Contact Deja at email@example.com
Getting to know our team: Four questions:
Why do you do this work?
I faced bullying, discrimination, bias, and violence almost my entire life whether it was because I was too feminine when I was younger or after I had the term for being transgender. Going into my adulthood as a transgender woman, I faced harassment, abuse, false arrest, physical harm, and bullying by the police. I also started to understand what privilege was a learning that even though I was an Alvarez and a transgender woman, that many in my community faced even worse–because not only were they trans, they were also black. There were times where I would be the one to carry the weapon for protection or I would be the one to flag down a cab in our group. One night while trying to flag down a cab I was verbally assaulted by an officer that had been doing that for many years. It escalated quickly into a physical fight because I could not and would not take that abuse anymore. I found my voice that night. I found a way to use that voice and to use my privilege to help.
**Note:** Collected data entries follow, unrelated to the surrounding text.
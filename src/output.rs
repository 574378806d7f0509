use crate::{
    scripts::{plutus_data::PlutusData, PlutusScript},
    values::Values,
};
use pallas_addresses::Address;
use serde::{Deserialize, Serialize};
use std::fmt;

/// Representation of an UTxO that does not exist yet. This can be used inside the
/// [`crate::logic::SCLogic`] to represent outputs that will be created when the transaction is
/// submitted.
#[derive(Clone, PartialEq, Debug, Eq)]
pub enum UnbuiltOutput<Datum> {
    /// An output owned by a wallet
    Wallet {
        /// Address of the wallet
        owner: Address,
        /// Values of the output
        values: Values,
    },
    /// An output owned by a validator script, carrying an inline datum
    Validator {
        /// Address of the validator script
        script_address: Address,
        /// Values of the output
        values: Values,
        /// Datum of the output
        datum: Datum,
    },
}

impl<Datum> UnbuiltOutput<Datum> {
    /// Constructor for wallet output
    pub fn new_wallet(owner: Address, values: Values) -> Self {
        UnbuiltOutput::Wallet { owner, values }
    }

    /// Constructor for validator output
    pub fn new_validator(script_address: Address, values: Values, datum: Datum) -> Self {
        UnbuiltOutput::Validator {
            script_address,
            values,
            datum,
        }
    }

    /// Getter for owner of output
    pub fn owner(&self) -> &Address {
        match self {
            UnbuiltOutput::Wallet { owner, .. } => owner,
            UnbuiltOutput::Validator { script_address, .. } => script_address,
        }
    }

    /// Getter for values of output
    pub fn values(&self) -> &Values {
        match self {
            UnbuiltOutput::Wallet { values, .. } => values,
            UnbuiltOutput::Validator { values, .. } => values,
        }
    }

    /// Getter for (optional) datum of output
    pub fn datum(&self) -> Option<&Datum> {
        match self {
            UnbuiltOutput::Wallet { .. } => None,
            UnbuiltOutput::Validator { datum, .. } => Some(datum),
        }
    }
}

/// Representation of an on-chain datum
#[derive(Clone, PartialEq, Debug, Eq)]
pub enum DatumKind<Datum> {
    /// A datum that decoded into the contract's datum type
    Typed(Datum),
    /// A datum that didn't
    UnTyped(PlutusData),
    /// No datum
    None,
}

impl<Datum> From<DatumKind<Datum>> for Option<Datum> {
    fn from(value: DatumKind<Datum>) -> Self {
        match value {
            DatumKind::Typed(datum) => Some(datum),
            _ => None,
        }
    }
}

/// Unique identifier for specific UTxO
#[derive(Clone, PartialEq, Debug, Eq, PartialOrd, Ord, Hash, Deserialize, Serialize)]
pub struct OutputId {
    tx_hash: Vec<u8>,
    index: u64,
}

impl OutputId {
    /// Constructor for OutputId
    pub fn new(tx_hash: Vec<u8>, index: u64) -> Self {
        OutputId { tx_hash, index }
    }

    /// Getter for id's tx_hash
    pub fn tx_hash(&self) -> &[u8] {
        &self.tx_hash
    }

    /// Getter for id's index
    pub fn index(&self) -> u64 {
        self.index
    }
}

impl fmt::Display for OutputId {
    fn fmt(&self, f: &mut fmt::Formatter<'_>) -> fmt::Result {
        write!(f, "{}#{}", hex::encode(&self.tx_hash), self.index)
    }
}

/// Domain specific representation of an on-chain UTxO
#[derive(Clone, PartialEq, Debug, Eq)]
pub struct Output<Datum> {
    id: OutputId,
    owner: Address,
    values: Values,
    datum: DatumKind<Datum>,
    script_ref: Option<PlutusScript>,
}

impl<Datum> Output<Datum> {
    /// Constructor for wallet output
    pub fn new_wallet(tx_hash: Vec<u8>, index: u64, owner: Address, values: Values) -> Self {
        Output {
            id: OutputId::new(tx_hash, index),
            owner,
            values,
            datum: DatumKind::None,
            script_ref: None,
        }
    }

    /// Constructor for validator output
    pub fn new_validator(
        tx_hash: Vec<u8>,
        index: u64,
        owner: Address,
        values: Values,
        datum: Datum,
    ) -> Self {
        Output {
            id: OutputId::new(tx_hash, index),
            owner,
            values,
            datum: DatumKind::Typed(datum),
            script_ref: None,
        }
    }

    /// Constructor for validator output with untyped datum
    pub fn new_untyped_validator(
        tx_hash: Vec<u8>,
        index: u64,
        owner: Address,
        values: Values,
        datum: PlutusData,
    ) -> Self {
        Output {
            id: OutputId::new(tx_hash, index),
            owner,
            values,
            datum: DatumKind::UnTyped(datum),
            script_ref: None,
        }
    }

    /// Attach a reference script to the output
    pub fn with_script_ref(mut self, script: PlutusScript) -> Self {
        self.script_ref = Some(script);
        self
    }

    /// Getter for Output's id
    pub fn id(&self) -> &OutputId {
        &self.id
    }

    /// Getter for Output's owner address
    pub fn owner(&self) -> &Address {
        &self.owner
    }

    /// Getter for Output's values
    pub fn values(&self) -> &Values {
        &self.values
    }

    /// Getter for Output's datum
    pub fn datum(&self) -> &DatumKind<Datum> {
        &self.datum
    }

    /// Getter for the script published in this output, if any
    pub fn script_ref(&self) -> Option<&PlutusScript> {
        self.script_ref.as_ref()
    }
}

impl<Datum: Clone> Output<Datum> {
    /// Getter for Output's datum, if it is typed. Returns `None` if datum is untyped or non-existent
    pub fn typed_datum(&self) -> Option<Datum> {
        match &self.datum {
            DatumKind::Typed(datum) => Some(datum.to_owned()),
            _ => None,
        }
    }
}

impl<Datum: Clone + Into<PlutusData>> Output<Datum> {
    /// Getter for `Output`'s datum as `PlutusData`. Returns `None` if datum is non-existent
    pub fn datum_plutus_data(&self) -> Option<PlutusData> {
        match &self.datum {
            DatumKind::Typed(datum) => Some(datum.to_owned().into()),
            DatumKind::UnTyped(data) => Some(data.to_owned()),
            DatumKind::None => None,
        }
    }
}

impl<Datum: TryFrom<PlutusData>> Output<Datum> {
    /// Converts an untyped datum to `Datum` where it decodes. Typed and absent datums are kept.
    pub fn with_typed_datum_if_possible(self) -> Output<Datum> {
        let datum = match self.datum {
            DatumKind::UnTyped(data) => match Datum::try_from(data.clone()) {
                Ok(datum) => DatumKind::Typed(datum),
                Err(_) => DatumKind::UnTyped(data),
            },
            other => other,
        };
        Output { datum, ..self }
    }
}
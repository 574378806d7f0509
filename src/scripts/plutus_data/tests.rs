use super::*;

fn hex_cbor(data: &PlutusData) -> String {
    hex::encode(data.to_cbor().unwrap())
}

#[test]
fn empty_constructor_encodes_to_tag_121_and_empty_list() {
    let data = PlutusData::empty_constr(0);

    assert_eq!(hex_cbor(&data), "d87980");
}

#[test]
fn constructor_fields_use_indefinite_list() {
    let data = PlutusData::Constr(Constr {
        constr: 1,
        fields: vec![PlutusData::from(5_u64)],
    });

    assert_eq!(hex_cbor(&data), "d87a9f05ff");
}

#[test]
fn high_constructor_indices_use_extended_tags() {
    let seven = PlutusData::empty_constr(7);
    let huge = PlutusData::empty_constr(200);

    assert_eq!(hex_cbor(&seven), "d9050080");
    assert_eq!(hex_cbor(&huge), "d8668218c880");
    assert_eq!(PlutusData::from_cbor(&seven.to_cbor().unwrap()).unwrap(), seven);
    assert_eq!(PlutusData::from_cbor(&huge.to_cbor().unwrap()).unwrap(), huge);
}

#[test]
fn negative_integers_are_native_cbor() {
    let data = PlutusData::from(-3_i64);

    assert_eq!(hex_cbor(&data), "22");
    let decoded = PlutusData::from_cbor(&[0x22]).unwrap();
    assert_eq!(i64::try_from(decoded.as_big_int().unwrap()).unwrap(), -3);
}

#[test]
fn full_range_negative_integer_survives() {
    let data = PlutusData::BigInt(BigInt::Int {
        neg: true,
        val: u64::MAX,
    });

    let bytes = data.to_cbor().unwrap();

    assert_eq!(hex::encode(&bytes), "3bfffffffffffffffe");
    assert_eq!(PlutusData::from_cbor(&bytes).unwrap(), data);
}

#[test]
fn long_bytes_are_chunked() {
    let bytes: Vec<u8> = (0..100).collect();
    let data = PlutusData::BoundedBytes(bytes.clone());

    let encoded = data.to_cbor().unwrap();

    assert_eq!(encoded[0], 0x5f);
    assert_eq!(encoded[1], 0x58);
    assert_eq!(encoded[2], 64);
    assert_eq!(*encoded.last().unwrap(), 0xff);
    assert_eq!(PlutusData::from_cbor(&encoded).unwrap(), data);
}

#[test]
fn bignums_keep_their_bytes() {
    let encoded = hex::decode("c249010000000000000000").unwrap();

    let decoded = PlutusData::from_cbor(&encoded).unwrap();

    let expected = PlutusData::BigInt(BigInt::BigUInt(vec![1, 0, 0, 0, 0, 0, 0, 0, 0]));
    assert_eq!(decoded, expected);
    assert_eq!(decoded.to_cbor().unwrap(), encoded);
    assert_eq!(
        i128::try_from(decoded.as_big_int().unwrap()).unwrap(),
        1_i128 << 64
    );
}

#[test]
fn maps_and_arrays_decode() {
    let mut map = BTreeMap::new();
    map.insert(PlutusData::from(1_u64), PlutusData::BoundedBytes(vec![0xab]));
    let data = PlutusData::Array(vec![PlutusData::Map(map), PlutusData::Array(vec![])]);

    let encoded = data.to_cbor().unwrap();

    assert_eq!(hex::encode(&encoded), "9fa10141ab80ff");
    assert_eq!(PlutusData::from_cbor(&encoded).unwrap(), data);
}

#[test]
fn unknown_tags_are_rejected() {
    // tag 24 wrapping an int
    let err = PlutusData::from_cbor(&[0xd8, 0x18, 0x01]).unwrap_err();

    assert!(matches!(err, PlutusDataError::Decode(_)));
}

#[test]
fn out_of_range_conversion_fails() {
    let data = PlutusData::from(-1_i64);

    let err = u64::try_from(data.as_big_int().unwrap()).unwrap_err();

    assert_eq!(err, PlutusDataError::IntOutOfRange);
}
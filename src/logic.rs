use crate::{ledger_client::LedgerClient, transaction::TxActions};

use async_trait::async_trait;
use std::fmt::Debug;

pub use error::*;

/// Errors returned by [`SCLogic`] implementations
pub mod error;

/// Interface for the off-chain side of a contract. Endpoints turn into [`TxActions`] for a ledger
/// client to build and submit. Lookups only read.
#[async_trait]
pub trait SCLogic: Send + Sync {
    /// Operations that produce a transaction
    type Endpoints: Send + Sync;
    /// Read-only queries
    type Lookups: Send + Sync;
    /// Answers to [`SCLogic::Lookups`]
    type LookupResponses: Send + Sync;
    /// Datum type of the contract's outputs
    type Datums: Clone + Eq + Debug + Send + Sync;
    /// Redeemer type of the contract's scripts
    type Redeemers: Clone + PartialEq + Eq + Debug + Send + Sync;

    /// Build the transaction for `endpoint`
    async fn handle_endpoint<LC: LedgerClient<Self::Datums, Self::Redeemers>>(
        endpoint: Self::Endpoints,
        ledger_client: &LC,
    ) -> SCLogicResult<TxActions<Self::Datums, Self::Redeemers>>;

    /// Answer `query`
    async fn lookup<LC: LedgerClient<Self::Datums, Self::Redeemers>>(
        query: Self::Lookups,
        ledger_client: &LC,
    ) -> SCLogicResult<Self::LookupResponses>;
}
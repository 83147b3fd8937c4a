use mpase_core::{new_mask, set_pixel, BandwidthStrategy};
use mpase_scientific::*;
use nalgebra::Point2;
use rand::rngs::StdRng;
use rand::{Rng, SeedableRng};

fn circle(cx: f64, cy: f64, r: f64, n: usize) -> Vec<Point2<f64>> {
    (0..n)
        .map(|i| {
            let t = i as f64 / n as f64 * std::f64::consts::TAU;
            Point2::new(cx + r * t.cos(), cy + r * t.sin())
        })
        .collect()
}

#[test]
fn test_concentric_contours_distance() {
    let inner = circle(0.0, 0.0, 1.0, 720);
    let outer = circle(0.0, 0.0, 3.0, 720);
    let (mean_nn, hausdorff) = contour_distances(Some(inner.as_slice()), Some(outer.as_slice()));
    assert!((mean_nn - 2.0).abs() < 1e-3);
    assert!((hausdorff - 2.0).abs() < 1e-3);

    let (m, h) = contour_distances(Some(inner.as_slice()), Some(inner.as_slice()));
    assert_eq!((m, h), (0.0, 0.0));
}

#[test]
fn test_iou_disjoint_and_identical() {
    let mut a = new_mask(10, 10);
    let mut b = new_mask(10, 10);
    for i in 0..5 {
        set_pixel(&mut a, i, i);
        set_pixel(&mut b, 9 - i, i);
    }
    assert!(iou(&a, &a).unwrap() > 0.999_999);
    assert_eq!(iou(&a, &b).unwrap(), 0.0);
}

#[test]
fn test_iou_bounds_and_symmetry_on_random_masks() {
    let mut rng = StdRng::seed_from_u64(17);
    for _ in 0..200 {
        let w = rng.gen_range(1..24);
        let h = rng.gen_range(1..24);
        let mut a = new_mask(w, h);
        let mut b = new_mask(w, h);
        let (pa, pb) = (rng.gen_range(0.0..1.0), rng.gen_range(0.0..1.0));
        for y in 0..h {
            for x in 0..w {
                if rng.gen_bool(pa) {
                    set_pixel(&mut a, x, y);
                }
                if rng.gen_bool(pb) {
                    set_pixel(&mut b, x, y);
                }
            }
        }
        let ab = iou(&a, &b).unwrap();
        let ba = iou(&b, &a).unwrap();
        assert!((0.0..=1.0 + 1e-9).contains(&ab), "iou {ab}");
        assert_eq!(ab, ba);

        set_pixel(&mut a, 0, 0);
        assert!((iou(&a, &a).unwrap() - 1.0).abs() < 1e-6);
    }
}

#[test]
fn test_kde_ranks_cluster_core_first() {
    let mut pts = circle(0.0, 0.0, 0.5, 40);
    pts.extend(circle(0.0, 0.0, 0.05, 40));
    pts.push(Point2::new(4.0, 4.0));
    let h = auto_bandwidth(&pts, BandwidthStrategy::MedianHalf, 0);
    let scores = kde_log_scores(&pts, h);
    let core_mean = mean(&scores[40..80]).unwrap();
    let rim_mean = mean(&scores[..40]).unwrap();
    assert!(core_mean > rim_mean);
    assert!(scores[80] < rim_mean);
}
Your favorite teaching story:
It was during a training on personal and professional boundaries. There was a very young black trans woman in the training who was very clear she did not want to be there. At the end of the day after the training she approached me and apologized for the attitude that she had presented earlier in the day. She said that me sharing some of my personal story helped her to see herself in me. She realized that we shared similar experiences having to do survival sex work, facing discrimination, and I now I was facilitating in a professional setting. I was able to help her see that we are not limited by our gender identity.
Your hope for trans rights in 10 years?
My hopes for transgender rights in 10 years are that we will have them and there will no longer be a need for specific transgender trainings.